At a meeting held in 2001 to review the state of education reform, some observers called for doing away with vocational high schools. Today, there are remotely located schools in central and southern Taiwan that can no longer recruit the minimum 600 students. The need for a “market exit mechanism,” so to speak, is an extremely difficult issue to tackle. There have been rumblings, but no one quite knows how a school is actually supposed to go about closing down.
The TVE Department’s Lee Yen-yi comments that the closing of a school has a bearing on the right of students to receive an education, and the right of teachers to employment. It’s a very nettlesome matter, and all the education authorities have been able to do is launch various programs designed to improve the quality of education at general and vocational high schools in hopes of improving the overall quality of education and helping students benefit more from their studies, while providing guidance to schools that are performing poorly.

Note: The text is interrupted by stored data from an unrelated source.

//! Typed allocation on top of a Shoal [`Arena`](shoal_arena::Arena).
//!
//! [`ShortAlloc`] is a cheap, copyable handle that borrows an arena and
//! allocates arrays of one element type from it. It also implements
//! [`allocator_api2::alloc::Allocator`], so standard-shaped containers
//! (`allocator_api2::vec::Vec`, `allocator_api2::boxed::Box`) can live in
//! an arena; see [`make_arena_vec`].
//!
//! [`ArenaBox`] is the owning counterpart: a single value placed in the
//! arena and destroyed and released exactly once when the box drops.
//! [`allocate_unique_with`] and [`try_allocate_unique_with`] acquire the
//! memory before running the constructor and release it again if the
//! constructor panics or fails.

#![deny(missing_docs)]
#![deny(rustdoc::broken_intra_doc_links)]
#![deny(unsafe_code)]

pub mod boxed;
pub mod error;
pub mod short_alloc;

pub use boxed::{allocate_unique, allocate_unique_with, try_allocate_unique_with, ArenaBox};
pub use error::ConstructError;
pub use short_alloc::{make_arena_vec, ArenaVec, ShortAlloc};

NTNU’s Professor Cheng suggests that vocational high schools take advantage of this opportunity to totally remake themselves. “Since they’re not preparing students to go out directly into the job market anyway, there’s no need to split them into a lot of different finely divided disciplines.” He feels that a lot of students in vocational senior high school still haven’t clearly identified their interests, so it is sufficient to divide them into a few large categories. This approach makes it easier for students to pick something suitable for themselves. As for unpopular but important basic subjects, the national government needs to use policy as a tool to guide students in that direction.
So are vocational high schools headed for better things, or are they on their way out? Is there a future for the TVE system? The next few years will be a key test of the education authorities’ policymaking ability, schools’ mettle, the capability of parents to respond to a changing environment, and the ability of students to understand themselves.
Professor Cheng sums up his view of this critical juncture for the TVE system: “This is a crisis, but it’s also an opportunity for change!”